Design considerations for database cleanup application.

  • I'm designing an application which will be run everyday at a scheduled time and it will clean up old data from the database based on its age. I wanted to ask which factors should be considered in designing an app like this.

    Constraints and known things:

    1. This will be run while other applications will still be running.

    2. Right now I do not have any numbers like how much it will delete every day, since this is a new product.

    3. This will delete data from approx 30 tables, out of which 7 are main tables and remaining are their child tables. The thing that I want to point out is that I need to have at least 7 transactions if not 1 big transaction.

    I would really appreciate if anybody can point to some link or have done this kind of thing before and respond with some ideas.

    Thanks in advance.

  • mayurkb (6/25/2013)


    I'm designing an application which will be run everyday at a scheduled time and it will clean up old data from the database based on its age. I wanted to ask which factors should be considered in designing an app like this.

    Constraints and known things:

    1. This will be run while other applications will still be running.

    2. Right now I do not have any numbers like how much it will delete every day, since this is a new product.

    3. This will delete data from approx 30 tables, out of which 7 are main tables and remaining are their child tables. The thing that I want to point out is that I need to have at least 7 transactions if not 1 big transaction.

    I would really appreciate if anybody can point to some link or have done this kind of thing before and respond with some ideas.

    Thanks in advance.

    Not much in the way of details here. I have far more questions than answers.

    How are you going to handle concurrency? You said other applications will be running at the same time. This could be a huge problem depending on how you deal with it.

    You need to have some kind of idea what is going to be deleted based on the application. You have enough details that you know how many tables are involved but you have no concept of the volume of data? I would recommend figuring that out before you go any further. It is tough to design a successful system without some kind of idea for data volume. The amount of volume can make a HUGE difference in how you approach this. If it is hundreds or thousands of rows it will be a vastly different animal than if there are tens of millions of rows.

    _______________________________________________________________

    Need help?
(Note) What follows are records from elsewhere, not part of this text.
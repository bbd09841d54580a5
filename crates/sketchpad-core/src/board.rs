//! The board: committed strokes, shapes and images plus undo history.

use crate::shapes::{PlacedImage, Shape, ShapeId, ShapeTrait, Stroke};
use kurbo::{Point, Rect};

/// Maximum number of undo states to keep.
pub const MAX_UNDO_HISTORY: usize = 50;

/// Index into one of the entity lists.
#[derive(Debug, Clone, Copy, PartialEq, Eq)]
enum Slot {
    Stroke(usize),
    Shape(usize),
    Image(usize),
}

/// A committed entity, borrowed from the board.
#[derive(Debug, Clone, Copy)]
pub enum Entity<'a> {
    Stroke(&'a Stroke),
    Shape(&'a Shape),
    Image(&'a PlacedImage),
}

impl Entity<'_> {
    pub fn id(&self) -> ShapeId {
        match self {
            Entity::Stroke(stroke) => stroke.id(),
            Entity::Shape(shape) => shape.id(),
            Entity::Image(image) => image.id(),
        }
    }
}

/// A snapshot of board contents for undo/redo.
#[derive(Debug, Clone)]
struct BoardSnapshot {
    strokes: Vec<Stroke>,
    shapes: Vec<Shape>,
    images: Vec<PlacedImage>,
    order: Vec<Slot>,
}

/// Everything drawn so far.
///
/// Each kind has its own list; `order` records the stacking order across
/// all of them, bottom first.
#[derive(Debug, Clone, Default)]
pub struct Board {
    strokes: Vec<Stroke>,
    shapes: Vec<Shape>,
    images: Vec<PlacedImage>,
    order: Vec<Slot>,
    undo_stack: Vec<BoardSnapshot>,
    redo_stack: Vec<BoardSnapshot>,
}

impl Board {
    pub fn new() -> Self {
        Self::default()
    }

    pub fn strokes(&self) -> &[Stroke] {
        &self.strokes
    }

    pub fn shapes(&self) -> &[Shape] {
        &self.shapes
    }

    pub fn images(&self) -> &[PlacedImage] {
        &self.images
    }

    pub fn commit_stroke(&mut self, stroke: Stroke) {
        log::debug!("Committed stroke {} ({} points)", stroke.id(), stroke.len());
        self.order.push(Slot::Stroke(self.strokes.len()));
        self.strokes.push(stroke);
    }

    pub fn commit_shape(&mut self, shape: Shape) {
        log::debug!("Committed {:?} {}", shape.kind, shape.id());
        self.order.push(Slot::Shape(self.shapes.len()));
        self.shapes.push(shape);
    }

    pub fn add_image(&mut self, image: PlacedImage) {
        log::debug!("Placed image {} at {:?}", image.id(), image.position);
        self.order.push(Slot::Image(self.images.len()));
        self.images.push(image);
    }

    fn resolve(&self, slot: Slot) -> Option<Entity<'_>> {
        match slot {
            Slot::Stroke(index) => self.strokes.get(index).map(Entity::Stroke),
            Slot::Shape(index) => self.shapes.get(index).map(Entity::Shape),
            Slot::Image(index) => self.images.get(index).map(Entity::Image),
        }
    }

    /// All entities in stacking order, bottom first.
    pub fn entities(&self) -> impl DoubleEndedIterator<Item = Entity<'_>> + '_ {
        self.order.iter().filter_map(|slot| self.resolve(*slot))
    }

    /// Topmost image containing the world point.
    pub fn image_at(&self, point: Point) -> Option<ShapeId> {
        self.entities().rev().find_map(|entity| match entity {
            Entity::Image(image) if image.contains(point) => Some(image.id()),
            _ => None,
        })
    }

    /// Move image `id` to the top of the stacking order.
    pub fn raise_image(&mut self, id: ShapeId) -> bool {
        let Some(index) = self.images.iter().position(|image| image.id() == id) else {
            return false;
        };
        self.order.retain(|slot| *slot != Slot::Image(index));
        self.order.push(Slot::Image(index));
        true
    }

    pub fn image(&self, id: ShapeId) -> Option<&PlacedImage> {
        self.images.iter().find(|image| image.id() == id)
    }

    pub fn image_mut(&mut self, id: ShapeId) -> Option<&mut PlacedImage> {
        self.images.iter_mut().find(|image| image.id() == id)
    }

    /// Remove everything. History is kept so a clear can be undone.
    pub fn clear(&mut self) {
        self.strokes.clear();
        self.shapes.clear();
        self.images.clear();
        self.order.clear();
    }

    pub fn is_empty(&self) -> bool {
        self.strokes.is_empty() && self.shapes.is_empty() && self.images.is_empty()
    }

    /// Number of committed entities.
    pub fn len(&self) -> usize {
        self.strokes.len() + self.shapes.len() + self.images.len()
    }

    /// Union of all entity bounds.
    pub fn bounds(&self) -> Option<Rect> {
        let strokes = self.strokes.iter().map(ShapeTrait::bounds);
        let shapes = self.shapes.iter().map(ShapeTrait::bounds);
        let images = self.images.iter().map(ShapeTrait::bounds);
        strokes
            .chain(shapes)
            .chain(images)
            .reduce(|acc, bounds| acc.union(bounds))
    }

    fn snapshot(&self) -> BoardSnapshot {
        BoardSnapshot {
            strokes: self.strokes.clone(),
            shapes: self.shapes.clone(),
            images: self.images.clone(),
            order: self.order.clone(),
        }
    }

    fn restore(&mut self, snapshot: BoardSnapshot) {
        self.strokes = snapshot.strokes;
        self.shapes = snapshot.shapes;
        self.images = snapshot.images;
        self.order = snapshot.order;
    }

    /// Push current state to undo stack (call before making changes).
    pub fn push_undo(&mut self) {
        let snapshot = self.snapshot();
        self.undo_stack.push(snapshot);
        self.redo_stack.clear();

        if self.undo_stack.len() > MAX_UNDO_HISTORY {
            self.undo_stack.remove(0);
        }
    }

    /// Undo the last change. Returns false if there was nothing to undo.
    pub fn undo(&mut self) -> bool {
        let Some(snapshot) = self.undo_stack.pop() else {
            return false;
        };
        let current = self.snapshot();
        self.redo_stack.push(current);
        self.restore(snapshot);
        true
    }

    /// Redo the last undone change. Returns false if there was nothing to redo.
    pub fn redo(&mut self) -> bool {
        let Some(snapshot) = self.redo_stack.pop() else {
            return false;
        };
        let current = self.snapshot();
        self.undo_stack.push(current);
        self.restore(snapshot);
        true
    }

    pub fn can_undo(&self) -> bool {
        !self.undo_stack.is_empty()
    }

    pub fn can_redo(&self) -> bool {
        !self.redo_stack.is_empty()
    }
}

#[cfg(test)]
mod tests {
    use super::*;
    use crate::shapes::{RasterImage, Rgba, ShapeKind, StrokeTool};
    use std::sync::Arc;

    fn stroke_at(x: f64) -> Stroke {
        let mut stroke = Stroke::new(StrokeTool::Pen, Point::new(x, 0.0), Rgba::black(), 2.0);
        stroke.push_point(Point::new(x + 10.0, 10.0));
        stroke
    }

    fn image_at(x: f64, y: f64, size: u32) -> PlacedImage {
        let raster = RasterImage::from_rgba(size, size, vec![0; (size * size * 4) as usize]).unwrap();
        PlacedImage::new(Point::new(x, y), Arc::new(raster))
    }

    #[test]
    fn test_commit_preserves_order() {
        let mut board = Board::new();
        let first = stroke_at(0.0);
        let second = stroke_at(50.0);
        let (first_id, second_id) = (first.id(), second.id());
        board.commit_stroke(first);
        board.commit_stroke(second);

        let ids: Vec<_> = board.strokes().iter().map(|s| s.id()).collect();
        assert_eq!(ids, vec![first_id, second_id]);
        assert_eq!(board.len(), 2);
    }

    #[test]
    fn test_entities_follow_commit_order() {
        let mut board = Board::new();
        let stroke = stroke_at(0.0);
        let shape = Shape::new(ShapeKind::Circle, Point::ZERO, Rgba::black(), 2.0);
        let image = image_at(0.0, 0.0, 10);
        let second_stroke = stroke_at(20.0);
        let expected = vec![stroke.id(), image.id(), shape.id(), second_stroke.id()];

        board.commit_stroke(stroke);
        board.add_image(image);
        board.commit_shape(shape);
        board.commit_stroke(second_stroke);

        let ids: Vec<_> = board.entities().map(|e| e.id()).collect();
        assert_eq!(ids, expected);
    }

    #[test]
    fn test_raise_image_moves_it_to_the_top() {
        let mut board = Board::new();
        let image = image_at(0.0, 0.0, 10);
        let stroke = stroke_at(0.0);
        let (image_id, stroke_id) = (image.id(), stroke.id());
        board.add_image(image);
        board.commit_stroke(stroke);

        assert!(board.raise_image(image_id));
        let ids: Vec<_> = board.entities().map(|e| e.id()).collect();
        assert_eq!(ids, vec![stroke_id, image_id]);
        assert!(!board.raise_image(stroke_id));
    }

    #[test]
    fn test_undo_restores_stacking_order() {
        let mut board = Board::new();
        let below = image_at(0.0, 0.0, 100);
        let above = image_at(0.0, 0.0, 100);
        let (below_id, above_id) = (below.id(), above.id());
        board.add_image(below);
        board.add_image(above);

        board.push_undo();
        board.raise_image(below_id);
        assert_eq!(board.image_at(Point::new(5.0, 5.0)), Some(below_id));

        board.undo();
        assert_eq!(board.image_at(Point::new(5.0, 5.0)), Some(above_id));
        assert_eq!(board.entities().count(), 2);
    }

    #[test]
    fn test_image_at_prefers_topmost() {
        let mut board = Board::new();
        let below = image_at(0.0, 0.0, 100);
        let above = image_at(50.0, 50.0, 100);
        let (below_id, above_id) = (below.id(), above.id());
        board.add_image(below);
        board.add_image(above);

        assert_eq!(board.image_at(Point::new(75.0, 75.0)), Some(above_id));
        assert_eq!(board.image_at(Point::new(10.0, 10.0)), Some(below_id));
        assert_eq!(board.image_at(Point::new(500.0, 500.0)), None);
    }

    #[test]
    fn test_bounds_cover_every_list() {
        let mut board = Board::new();
        assert!(board.bounds().is_none());

        board.commit_stroke(stroke_at(0.0));
        let mut shape = Shape::new(ShapeKind::Rectangle, Point::new(100.0, 100.0), Rgba::black(), 2.0);
        shape.resize_to(Point::new(200.0, 150.0));
        board.commit_shape(shape);
        board.add_image(image_at(-50.0, -50.0, 20));

        let bounds = board.bounds().unwrap();
        assert!((bounds.x0 + 50.0).abs() < f64::EPSILON);
        assert!((bounds.y0 + 50.0).abs() < f64::EPSILON);
        assert!((bounds.x1 - 200.0).abs() < f64::EPSILON);
        assert!((bounds.y1 - 150.0).abs() < f64::EPSILON);
    }

    #[test]
    fn test_undo_redo() {
        let mut board = Board::new();
        assert!(!board.undo());

        board.push_undo();
        board.commit_stroke(stroke_at(0.0));
        assert!(board.can_undo());

        assert!(board.undo());
        assert!(board.is_empty());
        assert!(board.can_redo());

        assert!(board.redo());
        assert_eq!(board.strokes().len(), 1);
        assert!(!board.redo());
    }

    #[test]
    fn test_new_change_clears_redo() {
        let mut board = Board::new();
        board.push_undo();
        board.commit_stroke(stroke_at(0.0));
        board.undo();
        assert!(board.can_redo());

        board.push_undo();
        board.commit_stroke(stroke_at(10.0));
        assert!(!board.can_redo());
    }

    #[test]
    fn test_clear_is_undoable() {
        let mut board = Board::new();
        board.commit_stroke(stroke_at(0.0));
        board.add_image(image_at(0.0, 0.0, 10));

        board.push_undo();
        board.clear();
        assert!(board.is_empty());

        board.undo();
        assert_eq!(board.len(), 2);
    }

    #[test]
    fn test_history_is_capped() {
        let mut board = Board::new();
        for i in 0..(MAX_UNDO_HISTORY + 10) {
            board.push_undo();
            board.commit_stroke(stroke_at(i as f64));
        }

        let mut undone = 0;
        while board.undo() {
            undone += 1;
        }
        assert_eq!(undone, MAX_UNDO_HISTORY);
        assert_eq!(board.strokes().len(), 10);
    }

    #[test]
    fn test_snapshots_share_pixels() {
        let mut board = Board::new();
        let image = image_at(0.0, 0.0, 10);
        let pixels = Arc::clone(&image.pixels);
        board.add_image(image);

        board.push_undo();
        board.clear();
        board.undo();

        assert!(Arc::ptr_eq(&board.images()[0].pixels, &pixels));
    }
}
Help us help you.

    Read the article at http://www.sqlservercentral.com/articles/Best+Practices/61537/ for best practices on asking questions.

    Need to split a string? Try Jeff Modens splitter http://www.sqlservercentral.com/articles/Tally+Table/72993/.

    Cross Tabs and Pivots, Part 1 – Converting Rows to Columns - http://www.sqlservercentral.com/articles/T-SQL/63681/
    Cross Tabs and Pivots, Part 2 - Dynamic Cross Tabs - http://www.sqlservercentral.com/articles/Crosstab/65048/
    Understanding and Using APPLY (Part 1) - http://www.sqlservercentral.com/articles/APPLY/69953/
    Understanding and Using APPLY (Part 2) - http://www.sqlservercentral.com/articles/APPLY/69954/

  • Thanks for the reply Sean.

    1. The other applications won't be using that data, since it is old data. So it does not impact them.

    2. There won't be millions of records. There will be thousands or less.

  • mayurkb (6/25/2013)


    Thanks for the reply Sean.

    1. The other applications won't be using that data, since it is old data. So it does not impact them.

    2. There won't be millions of records. There will be thousands or less.

    So just create the delete statements, put it all into a stored proc and fire it off once a day. You may see some slight delays in the other processes but for a few thousand rows the wait time on deletes will probably not even be noticed.

    _______________________________________________________________

    Need help? Help us help you.

    Read the article at http://www.sqlservercentral.com/articles/Best+Practices/61537/ for best practices on asking questions.

    Need to split a string? Try Jeff Modens splitter http://www.sqlservercentral.com/articles/Tally+Table/72993/.

    Cross Tabs and Pivots, Part 1 – Converting Rows to Columns - http://www.sqlservercentral.com/articles/T-SQL/63681/
    Cross Tabs and Pivots, Part 2 - Dynamic Cross Tabs - http://www.sqlservercentral.com/articles/Crosstab/65048/
    Understanding and Using APPLY (Part 1) - http://www.sqlservercentral.com/articles/APPLY/69953/
    Understanding and Using APPLY (Part 2) - http://www.sqlservercentral.com/articles/APPLY/69954/

  • That's what I was thinking. I do have a prototype ready with this kind of approach. The design is stored proc getting called from .net application hosted in windows scheduler. (Cannot use SQL Agent job here because it should also run on SQLExpress).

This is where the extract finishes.